UNE comique dont les crédits comprennent 23 Oscars, pour lesquels il a remporté deux Emmys.

Personne ne veut regarder un écran plein de visages célèbres dissimulés. Si j’étais l’académie, j’oublierais le Dolby. Je tirerais au musée de l’Académie [the organization’s delayed new institution] et faites en sorte que le tout soit sur la façon dont les films de cette année s’harmonisent avec les films des 93 dernières années. Et à propos de la différence entre diffuser quelque chose à la maison et être dans un théâtre avec des gens. Ce serait une énorme prise pour le musée, qu’ils veulent figurer sur la liste avec Disneyland et Universal comme endroits où il faut aller à LA Plus, cela ramènerait le spectacle à ce dont il s’agit vraiment, l’expérience des films. Tu as un million [remote camera setups] pour les principaux nominés afin que vous puissiez aller les voir quand ils gagnent et qu’ils n’ont pas à rester là avec des masques. Ils peuvent être dans toute leur gloire. Et [some categories] doivent être tournés avant le spectacle. Tout ne doit pas être en direct, sauf pour la révélation du gagnant.

Ensuite, je pense que cela peut revenir à ce que c’était. Les Oscars sont une source de revenus si gigantesque pour tant de gens. Mais ce sera une année spéciale. Tout est sans précédent en ce moment, donc ce sera [too]. Cela ne veut pas dire que cela crée un précédent.

Un ancien nominé aux Emmy écrivain et producteur de «Seinfeld».

Avouons-le. Le sous-texte de chaque soirée des Oscars est, wow, regardez à quel point nos vies sont meilleures que les vôtres. Nous portons des robes qui coûtent à peu près toute l’assiette fiscale de Tulsa. Nous faisons des discours d’acceptation embarrassants et nous nous annulons toujours un jour plus tard. Je veux dire, rappelez un peu ce privilège. Hollywood devrait renoncer à l’idée que tout le monde aspire à être nous.

Ce ne sont pas des temps glamour et pourtant nous continuons à agir comme si nous nous inspirions de Norma Desmond. Peut-être que cette année, au lieu de la cravate noire, ils devraient l’adoucir au bureau décontracté. Comme sur le tapis rouge, si la meilleure actrice de soutien dit qu’elle porte des Converse All Stars et LL Bean, peut-être que le public sera plus ouvert à, vous savez, nettoyer les gyres en plastique dans l’océan. Et avons-nous vraiment encore besoin d’un tapis rouge? Ces gens ne peuvent-ils pas se tenir debout sur un trottoir maintenant? Pour vous dire la vérité, la première chose à faire est de n’inviter aucun des nominés par intérim à y assister. Installez des télécommandes en direct chez eux, peut-être dans une pièce qui n’a pas de vue sur la piscine de marée intérieure-extérieure, ou elles ne sont pas soutenues par une sérigraphie Warhol originale du président Mao. Ne pensez-vous pas qu’accepter un Oscar sur un canapé avec des chiens et des enfants pourrait simplement humaniser ces personnes?

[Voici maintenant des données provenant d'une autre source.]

fn sale_active_model(sale: &NewSale, created_at: NaiveDateTime) -> sales::ActiveModel {
    let amounts = &sale.amounts;
    sales::ActiveModel {
        order_id: Set(sale.order_id.clone()),
        product_id: Set(sale.product_id),
        platform: Set(sale.platform.clone()),
        customer_email: Set(sale.customer_email.clone()),
        customer_name: Set(sale.customer_name.clone()),
        quantity: Set(amounts.quantity),
        unit_price: Set(amounts.unit_price),
        total_amount: Set(amounts.total_amount),
        cost_of_goods: Set(amounts.cost_of_goods),
        gross_profit: Set(amounts.gross_profit),
        commission: Set(amounts.commission),
        net_profit: Set(amounts.net_profit),
        order_status: Set(sale.order_status.as_str().to_string()),
        payment_status: Set(sale.payment_status.as_str().to_string()),
        order_date: Set(sale.order_date),
        created_at: Set(created_at),
        ..Default::default()
    }
}

#[cfg(test)]
mod tests {
    use super::*;
    use crate::services::fulfillment::{ProviderCosts, ProviderOrderItem, ProviderRecipient};
    use rust_decimal_macros::dec;

    fn product() -> products::Model {
        products::Model {
            id: 7,
            sku: "POD-1-ABCDEF".to_string(),
            title: "Retro Gaming Hoodie".to_string(),
            category: "gaming".to_string(),
            niche: "retro gaming".to_string(),
            base_price: dec!(18.50),
            selling_price: dec!(47),
            profit_margin: dec!(60.64),
            trend_score: 72,
            status: "active".to_string(),
            created_at: Local::now().naive_local(),
        }
    }

    fn order(quantity: i32, retail: Option<Decimal>, cost: Option<Decimal>) -> ProviderOrder {
        ProviderOrder {
            id: 1001,
            status: "fulfilled".to_string(),
            created: Some(1_700_000_000),
            recipient: ProviderRecipient {
                name: Some("Pat Doe".to_string()),
                email: Some("pat@example.com".to_string()),
            },
            items: vec![ProviderOrderItem {
                sku: Some("POD-1-ABCDEF".to_string()),
                name: None,
                quantity,
            }],
            costs: ProviderCosts { total: cost },
            retail_costs: ProviderCosts { total: retail },
        }
    }

    #[test]
    fn test_status_mapping() {
        assert_eq!(
            map_provider_status("canceled"),
            (OrderStatus::Cancelled, PaymentStatus::Refunded)
        );
        assert_eq!(
            map_provider_status("inreview"),
            (OrderStatus::Pending, PaymentStatus::Pending)
        );
        assert_eq!(
            map_provider_status("fulfilled"),
            (OrderStatus::Fulfilled, PaymentStatus::Paid)
        );
    }

    #[test]
    fn test_normalize_uses_provider_totals() {
        let sale = normalize_provider_order(&order(2, Some(dec!(90)), Some(dec!(36))), &product());

        assert_eq!(sale.order_id, "printful-1001");
        assert_eq!(sale.amounts.quantity, 2);
        assert_eq!(sale.amounts.unit_price, dec!(45));
        assert_eq!(sale.amounts.total_amount, dec!(90));
        assert_eq!(sale.amounts.cost_of_goods, dec!(36));
        assert_eq!(sale.amounts.commission, dec!(4.5));
        assert_eq!(sale.amounts.net_profit, dec!(49.5));
        assert_eq!(sale.customer_email.as_deref(), Some("pat@example.com"));
        assert!(sale.amounts.verify().is_ok());
    }

    #[test]
    fn test_normalize_falls_back_to_catalog_prices() {
        let sale = normalize_provider_order(&order(1, None, None), &product());

        assert_eq!(sale.amounts.unit_price, dec!(47));
        assert_eq!(sale.amounts.cost_of_goods, dec!(18.50));
        assert_eq!(sale.payment_status, PaymentStatus::Paid);
    }

    #[test]
    fn test_normalize_rounds_uneven_unit_price() {
        let sale = normalize_provider_order(&order(3, Some(dec!(100)), Some(dec!(30))), &product());

        assert_eq!(sale.amounts.unit_price, dec!(33.33));
        assert_eq!(sale.amounts.total_amount, dec!(99.99));
        assert!(sale.amounts.verify().is_ok());
    }

    #[test]
    fn test_normalize_saturates_huge_quantities() {
        let mut huge = order(i32::MAX, Some(dec!(100)), Some(dec!(30)));
        huge.items.push(huge.items[0].clone());

        let sale = normalize_provider_order(&huge, &product());

        assert_eq!(sale.amounts.quantity, i32::MAX);
        assert!(sale.amounts.verify().is_ok());
    }
}
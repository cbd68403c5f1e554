mod common;

use rust_decimal_macros::dec;
use sea_orm::{ColumnTrait, DatabaseConnection, EntityTrait, PaginatorTrait, QueryFilter};
use std::collections::HashSet;

use profit_automation::entities::{customer_ltv, prelude::*, profit_splits, sales};
use profit_automation::models::sale::{OrderSource, PaymentStatus};
use profit_automation::services::order_sync::OrderSyncService;
use profit_automation::services::profit_allocator::ProfitAllocator;
use profit_automation::services::sampling::shared_rng;

use crate::common::{TEST_SEED, new_sale, now_local, provider_order, seed_product, setup_test_db};

fn service() -> OrderSyncService {
    OrderSyncService::new(
        shared_rng(Some(TEST_SEED)),
        ProfitAllocator::new(dec!(20)),
        "owner-1".to_string(),
    )
}

async fn sale_count(db: &DatabaseConnection) -> u64 {
    Sales::find().count(db).await.unwrap()
}

#[tokio::test]
async fn test_duplicate_order_id_is_recorded_once() {
    let db = setup_test_db().await.unwrap();
    let product = seed_product(&db, "POD-A", dec!(20), dec!(50), "active").await;
    let sale = new_sale(
        "ORDER-1",
        &product,
        1,
        Some("buyer@example.com"),
        PaymentStatus::Paid,
        now_local(),
    );

    let sync = service();
    assert!(sync.record_sale(&db, &sale).await.unwrap());
    assert!(!sync.record_sale(&db, &sale).await.unwrap());

    assert_eq!(sale_count(&db).await, 1);

    // Side effects ran once
    let ltv = CustomerLtv::find()
        .filter(customer_ltv::Column::CustomerEmail.eq("buyer@example.com"))
        .one(&db)
        .await
        .unwrap()
        .unwrap();
    assert_eq!(ltv.total_orders, 1);
    assert_eq!(ltv.total_spent.round_dp(2), dec!(50));

    let splits = ProfitSplits::find().all(&db).await.unwrap();
    assert_eq!(splits.len(), 1);
    assert_eq!(splits[0].user_type, "owner");
    assert_eq!(splits[0].user_id, "owner-1");
    assert_eq!(splits[0].order_id.as_deref(), Some("ORDER-1"));
    assert_eq!(splits[0].user_profit.round_dp(2), dec!(30));
    assert_eq!(splits[0].team_share.round_dp(2), dec!(0));
}

#[tokio::test]
async fn test_customer_ltv_accumulates_across_sales() {
    let db = setup_test_db().await.unwrap();
    let product = seed_product(&db, "POD-B", dec!(20), dec!(50), "active").await;
    let sync = service();

    for (order_id, quantity) in [("L-1", 1), ("L-2", 2)] {
        let sale = new_sale(
            order_id,
            &product,
            quantity,
            Some("Repeat@Example.com"),
            PaymentStatus::Paid,
            now_local(),
        );
        sync.record_sale(&db, &sale).await.unwrap();
    }

    let ltv = CustomerLtv::find()
        .filter(customer_ltv::Column::CustomerEmail.eq("repeat@example.com"))
        .one(&db)
        .await
        .unwrap()
        .unwrap();

    assert_eq!(ltv.total_orders, 2);
    assert_eq!(ltv.total_spent.round_dp(2), dec!(150));
    assert_eq!(ltv.avg_order_value.round_dp(2), dec!(75));
    assert_eq!(ltv.ltv_score.round_dp(2), dec!(15));
}

#[tokio::test]
async fn test_sale_without_email_skips_ltv() {
    let db = setup_test_db().await.unwrap();
    let product = seed_product(&db, "POD-C", dec!(20), dec!(50), "active").await;

    let sale = new_sale("ANON-1", &product, 1, None, PaymentStatus::Paid, now_local());
    assert!(service().record_sale(&db, &sale).await.unwrap());

    assert_eq!(sale_count(&db).await, 1);
    assert_eq!(CustomerLtv::find().count(&db).await.unwrap(), 0);
}

#[tokio::test]
async fn test_simulator_generates_sales_from_active_products_only() {
    let db = setup_test_db().await.unwrap();
    let hoodie = seed_product(&db, "POD-HOODIE", dec!(22.5), dec!(58), "active").await;
    let mug = seed_product(&db, "POD-MUG", dec!(15.25), dec!(37), "active").await;
    let paused = seed_product(&db, "POD-PAUSED", dec!(18), dec!(45), "paused").await;

    let outcome = service().simulate(&db).await.unwrap();

    assert_eq!(outcome.source, OrderSource::Simulated);
    assert!(
        (5..=15).contains(&outcome.processed),
        "processed {}",
        outcome.processed
    );
    assert_eq!(outcome.duplicates, 0);

    let rows = Sales::find().all(&db).await.unwrap();
    assert_eq!(rows.len(), outcome.processed);

    let active: HashSet<i32> = [hoodie.id, mug.id].into_iter().collect();
    for sale in &rows {
        assert!(active.contains(&sale.product_id));
        assert_ne!(sale.product_id, paused.id);
        assert!(sale.quantity == 1 || sale.quantity == 2);
        assert_eq!(sale.payment_status, "paid");
        assert!(sale.order_id.starts_with("SIM-"));
        assert!(sale.customer_email.is_some());
    }

    // Every simulated sale also lands in the owner ledger
    let splits = ProfitSplits::find()
        .filter(profit_splits::Column::UserType.eq("owner"))
        .count(&db)
        .await
        .unwrap();
    assert_eq!(splits as usize, rows.len());
}

#[tokio::test]
async fn test_generated_sales_satisfy_money_invariants() {
    let db = setup_test_db().await.unwrap();
    let product = seed_product(&db, "POD-POSTER", dec!(17.31), dec!(42), "active").await;

    let sales = service().generate_synthetic_orders(&db).await.unwrap();
    assert!((5..=15).contains(&sales.len()));

    for sale in &sales {
        let a = sale.amounts;
        assert_eq!(sale.product_id, product.id);
        assert_eq!(a.total_amount, a.unit_price * rust_decimal::Decimal::from(a.quantity));
        assert_eq!(a.commission, a.total_amount * dec!(0.05));
        assert_eq!(a.net_profit, (a.total_amount - a.cost_of_goods) - a.commission);
        assert_eq!(a.cost_of_goods, product.base_price * rust_decimal::Decimal::from(a.quantity));
        assert!(a.verify().is_ok());
    }

    let ids: HashSet<&str> = sales.iter().map(|s| s.order_id.as_str()).collect();
    assert_eq!(ids.len(), sales.len(), "synthetic order ids are unique");
}

#[tokio::test]
async fn test_simulator_with_no_active_products_is_a_no_op() {
    let db = setup_test_db().await.unwrap();
    seed_product(&db, "POD-OLD", dec!(18), dec!(45), "archived").await;

    let outcome = service().simulate(&db).await.unwrap();

    assert_eq!(outcome.processed, 0);
    assert_eq!(sale_count(&db).await, 0);
}

#[tokio::test]
async fn test_live_sync_skips_unknown_skus_and_dedupes_retries() {
    let db = setup_test_db().await.unwrap();
    seed_product(&db, "POD-LIVE", dec!(18), dec!(45), "active").await;

    let orders = vec![
        provider_order(501, "POD-LIVE", 2, dec!(90), dec!(36)),
        provider_order(502, "NOT-OURS", 1, dec!(30), dec!(10)),
    ];

    let sync = service();
    let first = sync.sync_live(&db, &orders).await.unwrap();
    assert_eq!(first.source, OrderSource::Live);
    assert_eq!(first.processed, 1);
    assert_eq!(first.skipped, 1);

    let retry = sync.sync_live(&db, &orders).await.unwrap();
    assert_eq!(retry.processed, 0);
    assert_eq!(retry.duplicates, 1);

    let stored = Sales::find()
        .filter(sales::Column::OrderId.eq("printful-501"))
        .one(&db)
        .await
        .unwrap()
        .unwrap();
    assert_eq!(stored.quantity, 2);
    assert_eq!(stored.unit_price.round_dp(2), dec!(45));
    assert_eq!(stored.total_amount.round_dp(2), dec!(90));
    assert_eq!(stored.net_profit.round_dp(2), dec!(49.5));
    assert_eq!(sale_count(&db).await, 1);
}

#[tokio::test]
async fn test_failing_sale_is_skipped_and_batch_continues() {
    let db = setup_test_db().await.unwrap();
    let product = seed_product(&db, "POD-BATCH", dec!(20), dec!(50), "active").await;

    let first = new_sale("B-1", &product, 1, Some("a@example.com"), PaymentStatus::Paid, now_local());
    // References a product that does not exist, so the insert fails
    let mut orphan = new_sale("B-2", &product, 1, Some("b@example.com"), PaymentStatus::Paid, now_local());
    orphan.product_id = product.id + 1000;
    let last = new_sale("B-3", &product, 2, Some("c@example.com"), PaymentStatus::Paid, now_local());

    let outcome = service()
        .record_batch(&db, OrderSource::Live, &[first, orphan, last])
        .await;

    assert_eq!(outcome.source, OrderSource::Live);
    assert_eq!(outcome.processed, 2);
    assert_eq!(outcome.skipped, 1);
    assert_eq!(outcome.duplicates, 0);

    let order_ids: HashSet<String> = Sales::find()
        .all(&db)
        .await
        .unwrap()
        .into_iter()
        .map(|s| s.order_id)
        .collect();
    assert_eq!(order_ids, HashSet::from(["B-1".to_string(), "B-3".to_string()]));

    // The failed sale left no side effects behind
    assert_eq!(ProfitSplits::find().count(&db).await.unwrap(), 2);
    let orphan_ltv = CustomerLtv::find()
        .filter(customer_ltv::Column::CustomerEmail.eq("b@example.com"))
        .one(&db)
        .await
        .unwrap();
    assert!(orphan_ltv.is_none());
}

Le comédien, écrivain et cinq fois primé hôte des Golden Globes.

J’aime voir les éloges et j’aime voir les gens récompensés, et si cela signifie quelque chose pour eux, c’est bien. Mais je veux aussi voir un peu d’humilité et de plaisir. Le public sait qu’il en a déjà des dizaines de millions [of dollars] cette année-là, et maintenant nous sommes censés nous soucier autant qu’eux de ce prix. Eh bien, c’est une question difficile.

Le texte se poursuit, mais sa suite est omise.